Doctors are urging parents to contact their GP Practice if their child is unwell amid concerns that parents are delaying seeking medical attention during the Coronavirus lockdown for fear of contracting the virus or not wanting to bother the NHS during this time.
While Coronavirus is unlikely to make children unwell, other illnesses, if symptoms are ignored may make them very unwell.
Dr Janet Walker, medical director, NHS Tees Valley Clinical Commissioning Group (CCG), said ‘GP practices are open and if your child is unwell don’t delay, call your practice or NHS 111, please don’t ignore symptoms and hope they will go away.
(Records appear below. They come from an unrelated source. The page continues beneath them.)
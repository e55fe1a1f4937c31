//! Provider adapters
//!
//! Each configured `[providers.<id>]` entry becomes one [`ProviderAdapter`].
//! The [`routing::RoutingGateway`] maps provider ids to adapters and exposes
//! them through the application's `LlmGateway` port.

pub mod command;
pub mod openai;
pub mod routing;

use async_trait::async_trait;
use council_application::ports::llm_gateway::{GatewayError, LlmSession};
use council_domain::ProviderId;
use std::sync::Arc;

#[derive(Debug, Clone, Copy, PartialEq, Eq)]
pub enum ProviderKind {
    /// Local CLI fed through stdin
    Command,
    /// OpenAI-compatible HTTP endpoint
    OpenAi,
}

/// A backend that turns a system prompt and a user prompt into text
#[async_trait]
pub trait ProviderAdapter: Send + Sync {
    fn kind(&self) -> ProviderKind;

    /// Whether the backend looks usable right now (binary on PATH, key present)
    fn is_available(&self) -> bool;

    async fn complete(&self, system_prompt: &str, prompt: &str) -> Result<String, GatewayError>;
}

/// Session over a stateless adapter: every send is one completion
pub struct AdapterSession {
    provider: ProviderId,
    system_prompt: String,
    adapter: Arc<dyn ProviderAdapter>,
}

impl AdapterSession {
    pub fn new(
        provider: ProviderId,
        system_prompt: impl Into<String>,
        adapter: Arc<dyn ProviderAdapter>,
    ) -> Self {
        Self {
            provider,
            system_prompt: system_prompt.into(),
            adapter,
        }
    }
}

#[async_trait]
impl LlmSession for AdapterSession {
    fn provider(&self) -> &ProviderId {
        &self.provider
    }

    async fn send(&self, content: &str) -> Result<String, GatewayError> {
        let text = self.adapter.complete(&self.system_prompt, content).await?;
        if text.trim().is_empty() {
            return Err(GatewayError::EmptyResponse);
        }
        Ok(text)
    }
}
While it is vitally important to follow Government advice and stay at home it is also vital to seek medical help if your child is unwell.
‘Although we are asking you to NOT go into your local practice before first contacting them, many practices are providing consultations by telephone and video and if required, a face-to-face appointment will be agreed, Remember, GPs, hospitals and NHS111 all remain open and are still providing the same safe care that they have always done.’
Health officials are reminding parents that they should contact their GP surgery or NHS 111 if their child is finding it hard to breath, is dehydrated, has extreme shivering, persistent high temperature that does not come down with paracetamol, persistent vomiting, blood in their poo or any limb injury causing reduced movement, persistent pain or head injury causing persistent crying or drowsiness or are worried about their child.
Parents should take their child to A&E or call 999 if they become pale, mottled or feel abnormally cold to the touch, have difficulty breathing, are agitated or unresponsive, are going blue round the lips, having a fit or seizure, have a rash that does not disappear with pressure (the ‘glass test’) or has testicular pain, especially in teenage boys.
In line with current guidance patients experiencing Coronavirus symptoms should seek help and advice using NHS111online services at www.111.nhs.uk/covid-19 or by calling NHS111.